Indestructibility and the linearity of the Mitchell ordering

Abstract

Suppose that \(\kappa \) is indestructibly supercompact and there is a measurable cardinal \(\lambda > \kappa \). It then follows that \(A_0 = \{\delta < \kappa \mid \delta \) is a measurable cardinal and the Mitchell ordering of normal measures over \(\delta \) is nonlinear\(\}\) is unbounded in \(\kappa \). If the Mitchell ordering of normal measures over \(\lambda \) is also linear, then by reflection (and without any use of indestructibility), \(A_1= \{\delta < \kappa \mid \delta \) is a measurable cardinal and the Mitchell ordering of normal measures over \(\delta \) is linear\(\}\) is unbounded in \(\kappa \) as well.
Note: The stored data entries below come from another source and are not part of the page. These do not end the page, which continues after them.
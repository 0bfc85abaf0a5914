//! Engine health probing over the local HTTP status endpoint.

use crate::error::{EngineError, Result};
use async_trait::async_trait;
use reqwest::Client;
use std::time::Duration;
use tracing::debug;
use turbo_core::EngineRole;

#[cfg(test)]
use mockall::automock;

/// Checks whether an engine instance is healthy.
#[cfg_attr(test, automock)]
#[async_trait]
pub trait HealthProbe: Send + Sync {
    /// `Ok(())` when the instance at `url` reports healthy within `timeout`
    async fn check(&self, role: EngineRole, url: String, timeout: Duration) -> Result<()>;
}

/// Probe that issues `GET <url>` and expects a 2xx answer.
///
/// A JSON body carrying a `status` field must say `"OK"`; a 2xx without a
/// JSON body counts as healthy.
#[derive(Debug, Clone)]
pub struct HttpHealthProbe {
    http: Client,
}

impl HttpHealthProbe {
    pub fn new() -> Result<Self> {
        let http = Client::builder()
            .connect_timeout(Duration::from_secs(2))
            .user_agent(format!("TurboSync/{}", env!("CARGO_PKG_VERSION")))
            .build()?;

        Ok(Self { http })
    }
}

#[async_trait]
impl HealthProbe for HttpHealthProbe {
    async fn check(&self, role: EngineRole, url: String, timeout: Duration) -> Result<()> {
        debug!(role = %role, url = %url, "Probing engine health");

        let response = self
            .http
            .get(&url)
            .timeout(timeout)
            .send()
            .await
            .map_err(|e| {
                if e.is_connect() || e.is_timeout() {
                    EngineError::Unavailable {
                        role,
                        message: e.to_string(),
                    }
                } else {
                    EngineError::Http(e)
                }
            })?;

        let status = response.status();
        if !status.is_success() {
            return Err(EngineError::HealthCheck {
                role,
                message: format!("status endpoint returned {}", status.as_u16()),
            });
        }

        let body = response.text().await.unwrap_or_default();
        match serde_json::from_str::<serde_json::Value>(&body) {
            Ok(json) => match json.get("status").and_then(|s| s.as_str()) {
                Some(reported) if !reported.eq_ignore_ascii_case("ok") => {
                    Err(EngineError::HealthCheck {
                        role,
                        message: format!("engine reports status {}", reported),
                    })
                }
                _ => Ok(()),
            },
            Err(_) => Ok(()),
        }
    }
}
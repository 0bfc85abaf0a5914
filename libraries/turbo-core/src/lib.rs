//! TurboSync Core
//!
//! Platform-agnostic types, configuration and status interfaces shared by the
//! TurboSync orchestration crates.
//!
//! # Architecture
//!
//! The core crate defines:
//! - **Domain Types**: `SyncTarget`, `SyncJob`, `EngineHealth` and their state enums
//! - **Configuration**: the immutable `SyncConfig` snapshot handed to every component
//! - **Status Interfaces**: `StatusReporter` and `CommandReceiver`, the only seams a
//!   front-end talks to
//! - **Error Handling**: the unified `TurboError` taxonomy and `Result` alias
//!
//! # Example
//!
//! ```rust
//! use std::path::{Path, PathBuf};
//! use turbo_core::types::{SyncStatus, SyncTarget, TargetId};
//!
//! let id = TargetId::from_relative(Path::new("clients/acme"));
//! let target = SyncTarget::new(
//!     id.clone(),
//!     PathBuf::from("/Volumes/work/clients/acme"),
//!     PathBuf::from("/Users/me/work/clients/acme"),
//! );
//!
//! assert_eq!(id.as_str(), "clients/acme");
//! assert_eq!(target.last_status, SyncStatus::Never);
//! ```

#![forbid(unsafe_code)]

pub mod config;
pub mod error;
pub mod status;
pub mod types;

// Re-export commonly used types
pub use config::SyncConfig;
pub use error::{Result, TurboError};
pub use status::{
    Command, CommandReceiver, NoopReporter, StatusReporter, StatusSnapshot, TriggerScope,
};
pub use types::{
    EngineHealth, EngineReadiness, EngineRole, FailureKind, JobOutcome, SyncJob, SyncStatus,
    SyncTarget, SyncTrigger, TargetId, TargetState,
};
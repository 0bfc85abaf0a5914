//! TurboSync Daemon Library
//!
//! The `turbosync` binary: configuration loading, CLI, status output and
//! wiring of the discovery, engine and sync crates.
//!
//! This library exposes the components for testing purposes.

pub mod app;
pub mod check;
pub mod cli;
pub mod commands;
pub mod config;
pub mod error;
pub mod report;

// Re-export commonly used types for convenience
pub use cli::{Cli, Commands};
pub use config::ConfigLoader;
pub use error::{exit_code_for, DaemonError, Result};
//! TurboSync Scheduling
//!
//! The runtime half of TurboSync: the target registry, the local file watch
//! debouncer, the scheduler control loop and the executor that runs the sync
//! engine for one target at a time.
//!
//! # Architecture
//!
//! - `registry`: `TargetRegistry`, the only mutable shared state; every
//!   change is a `RegistryUpdate` applied under one lock
//! - `watcher`: OS file watching, target resolution and per-target debounce
//! - `scheduler`: the single-inbox control loop (ticks, watch events,
//!   commands, job completions, retries, engine health)
//! - `executor`: one job end to end, including resync recovery and exit code
//!   classification
//! - `supervisor`: spawn, output streaming, timeout and kill of a subprocess
//! - `command`: argument list construction from the configured template
//! - `reporter`: `watch` channel status feed adapter
//!
//! # Example
//!
//! ```rust,no_run
//! use std::sync::Arc;
//! use turbo_core::SyncConfig;
//! use turbo_discovery::DiscoveryScanner;
//! use turbo_sync::{Scheduler, ScannerSource, SyncExecutor, TargetRegistry, TokioSupervisor};
//!
//! # async fn example() {
//! let config = Arc::new(SyncConfig::new("/Volumes/work", "/home/me/work"));
//! let executor = SyncExecutor::new(Arc::clone(&config), Arc::new(TokioSupervisor::new()));
//! let source = ScannerSource::new(DiscoveryScanner::from_settings(&config.paths));
//!
//! let scheduler = Scheduler::new(config, TargetRegistry::new(), Arc::new(executor), Arc::new(source));
//! let handle = scheduler.handle();
//! let summary = tokio::spawn(scheduler.run());
//!
//! handle.shutdown().await.ok();
//! let _ = summary.await;
//! # }
//! ```

pub mod command;
mod error;
pub mod executor;
pub mod registry;
pub mod reporter;
pub mod scheduler;
pub mod supervisor;
pub mod watcher;

pub use command::{split_options, Invocation};
pub use error::{Result, SyncError};
pub use executor::SyncExecutor;
pub use registry::{RegistryUpdate, TargetRegistry};
pub use reporter::WatchStatusReporter;
pub use scheduler::{
    RunMode, RunSummary, ScannerSource, Scheduler, SchedulerEvent, SchedulerHandle, TargetSource,
};
pub use supervisor::{ProcessExit, ProcessReport, ProcessSpec, ProcessSupervisor, TokioSupervisor};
The large cardinal hypothesis on \(\lambda \) is necessary. We demonstrate this by constructing via forcing two models in which \(\kappa \) is supercompact and \(\kappa \) exhibits an indestructibility property slightly weaker than full indestructibility but sufficient to infer that \(A_0\) is unbounded in \(\kappa \) if \(\lambda > \kappa \) is measurable. In one of these models, for every measurable cardinal \(\delta \), the Mitchell ordering of normal measures over \(\delta \) is linear. In the other of these models, for every measurable cardinal \(\delta \), the Mitchell ordering of normal measures over \(\delta \) is nonlinear.